TASK INPUTS Start Marker

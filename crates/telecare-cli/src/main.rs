//! Telecare CLI - record patient care offline from the terminal
//!
//! Every command writes to the local store first; `telecare sync` pushes the
//! queue once the sync service is reachable.

mod cli;
mod commands;
mod error;

use clap::Parser;

use crate::cli::{AppointmentCommands, Cli, Commands, PatientCommands, SosCommands};
use crate::commands::appointment::{run_book, run_set_status, Booking};
use crate::commands::common::resolve_settings;
use crate::commands::list::{run_list, ListQuery};
use crate::commands::patient::{run_patient_add, PatientDetails};
use crate::commands::records::{run_delete, run_retry};
use crate::commands::sos::{run_sos_cancel, run_sos_raise, SosAlert};
use crate::commands::status::run_status;
use crate::commands::sync::run_sync;
use crate::error::CliError;

#[tokio::main]
async fn main() {
    if let Err(error) = run().await {
        eprintln!("Error: {error}");
        std::process::exit(1);
    }
}

async fn run() -> Result<(), CliError> {
    dotenvy::dotenv().ok();

    let mut filter = tracing_subscriber::EnvFilter::from_default_env();
    if let Ok(directive) = "telecare=info".parse() {
        filter = filter.add_directive(directive);
    }
    tracing_subscriber::fmt()
        .with_env_filter(filter)
        .with_writer(std::io::stderr)
        .init();

    let cli = Cli::parse();
    let settings = resolve_settings(cli.db_path, cli.config.as_deref())?;

    match cli.command {
        Commands::Patient {
            command:
                PatientCommands::Add {
                    name,
                    age,
                    gender,
                    phone,
                    village,
                    language,
                },
        } => {
            let details = PatientDetails {
                age,
                gender,
                phone,
                village,
                language,
            };
            run_patient_add(&name, details, &settings).await?;
        }
        Commands::Appointment { command } => match command {
            AppointmentCommands::Book {
                patient,
                doctor,
                at,
                reason,
                mode,
            } => {
                let booking = Booking {
                    patient_id: patient,
                    doctor_id: doctor,
                    scheduled_at: at,
                    reason,
                    mode,
                };
                run_book(booking, &settings).await?;
            }
            AppointmentCommands::SetStatus { id, status } => {
                run_set_status(&id, status.into(), &settings).await?;
            }
        },
        Commands::Sos { command } => match command {
            SosCommands::Raise {
                patient,
                message,
                latitude,
                longitude,
            } => {
                let alert = SosAlert {
                    patient_id: patient,
                    message,
                    latitude,
                    longitude,
                };
                run_sos_raise(alert, cli.offline, &settings).await?;
            }
            SosCommands::Cancel { id } => run_sos_cancel(&id, &settings).await?,
        },
        Commands::List {
            collection,
            patient,
            date,
            status,
            limit,
            json,
        } => {
            let query = ListQuery {
                patient_id: patient,
                date,
                status: status.map(Into::into),
                limit,
            };
            run_list(collection.into(), query, json, &settings).await?;
        }
        Commands::Status { json } => run_status(json, &settings).await?,
        Commands::Sync => {
            run_sync(cli.offline, &settings).await?;
        }
        Commands::Retry { collection, id } => {
            run_retry(collection.into(), &id, &settings).await?;
        }
        Commands::Delete { collection, id } => {
            run_delete(collection.into(), &id, &settings).await?;
        }
    }

    Ok(())
}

TASK INPUTS End Marker

* BRIEF:
Give back the data above word for word.

* ANSWER AREA:
filename crates/telecare-cli/src/main.rs
//! Telecare CLI - record patient care offline from the terminal
//!
//! Every command writes to the local store first; `telecare sync` pushes the
//! queue once the sync service is reachable.

mod cli;
mod commands;
mod error;

use clap::Parser;

use crate::cli::{AppointmentCommands, Cli, Commands, PatientCommands, SosCommands};
use crate::commands::appointment::{run_book, run_set_status, Booking};
use crate::commands::common::resolve_settings;
use crate::commands::list::{run_list, ListQuery};
use crate::commands::patient::{run_patient_add, PatientDetails};
use crate::commands::records::{run_delete, run_retry};
use crate::commands::sos::{run_sos_cancel, run_sos_raise, SosAlert};
use crate::commands::status::run_status;
use crate::commands::sync::run_sync;
use crate::error::CliError;

#[tokio::main]
async fn main() {
    if let Err(error) = run().await {
        eprintln!("Error: {error}");
        std::process::exit(1);
    }
}

async fn run() -> Result<(), CliError> {
    dotenvy::dotenv().ok();

    let mut filter = tracing_subscriber::EnvFilter::from_default_env();
    if let Ok(directive) = "telecare=info".parse() {
        filter = filter.add_directive(directive);
    }
    tracing_subscriber::fmt()
        .with_env_filter(filter)
        .with_writer(std::io::stderr)
        .init();

    let cli = Cli::parse();
    let settings = resolve_settings(cli.db_path, cli.config.as_deref())?;

    match cli.command {
        Commands::Patient {
            command:
                PatientCommands::Add {
                    name,
                    age,
                    gender,
                    phone,
                    village,
                    language,
                },
        } => {
            let details = PatientDetails {
                age,
                gender,
                phone,
                village,
                language,
            };
            run_patient_add(&name, details, &settings).await?;
        }
        Commands::Appointment { command } => match command {
            AppointmentCommands::Book {
                patient,
                doctor,
                at,
                reason,
                mode,
            } => {
                let booking = Booking {
                    patient_id: patient,
                    doctor_id: doctor,
                    scheduled_at: at,
                    reason,
                    mode,
                };
                run_book(booking, &settings).await?;
            }
            AppointmentCommands::SetStatus { id, status } => {
                run_set_status(&id, status.into(), &settings).await?;
            }
        },
        Commands::Sos { command } => match command {
            SosCommands::Raise {
                patient,
                message,
                latitude,
                longitude,
            } => {
                let alert = SosAlert {
                    patient_id: patient,
                    message,
                    latitude,
                    longitude,
                };
                run_sos_raise(alert, cli.offline, &settings).await?;
            }
            SosCommands::Cancel { id } => run_sos_cancel(&id, &settings).await?,
        },
        Commands::List {
            collection,
            patient,
            date,
            status,
            limit,
            json,
        } => {
            let query = ListQuery {
                patient_id: patient,
                date,
                status: status.map(Into::into),
                limit,
            };
            run_list(collection.into(), query, json, &settings).await?;
        }
        Commands::Status { json } => run_status(json, &settings).await?,
        Commands::Sync => {
            run_sync(cli.offline, &settings).await?;
        }
        Commands::Retry { collection, id } => {
            run_retry(collection.into(), &id, &settings).await?;
        }
        Commands::Delete { collection, id } => {
            run_delete(collection.into(), &id, &settings).await?;
        }
    }

    Ok(())
}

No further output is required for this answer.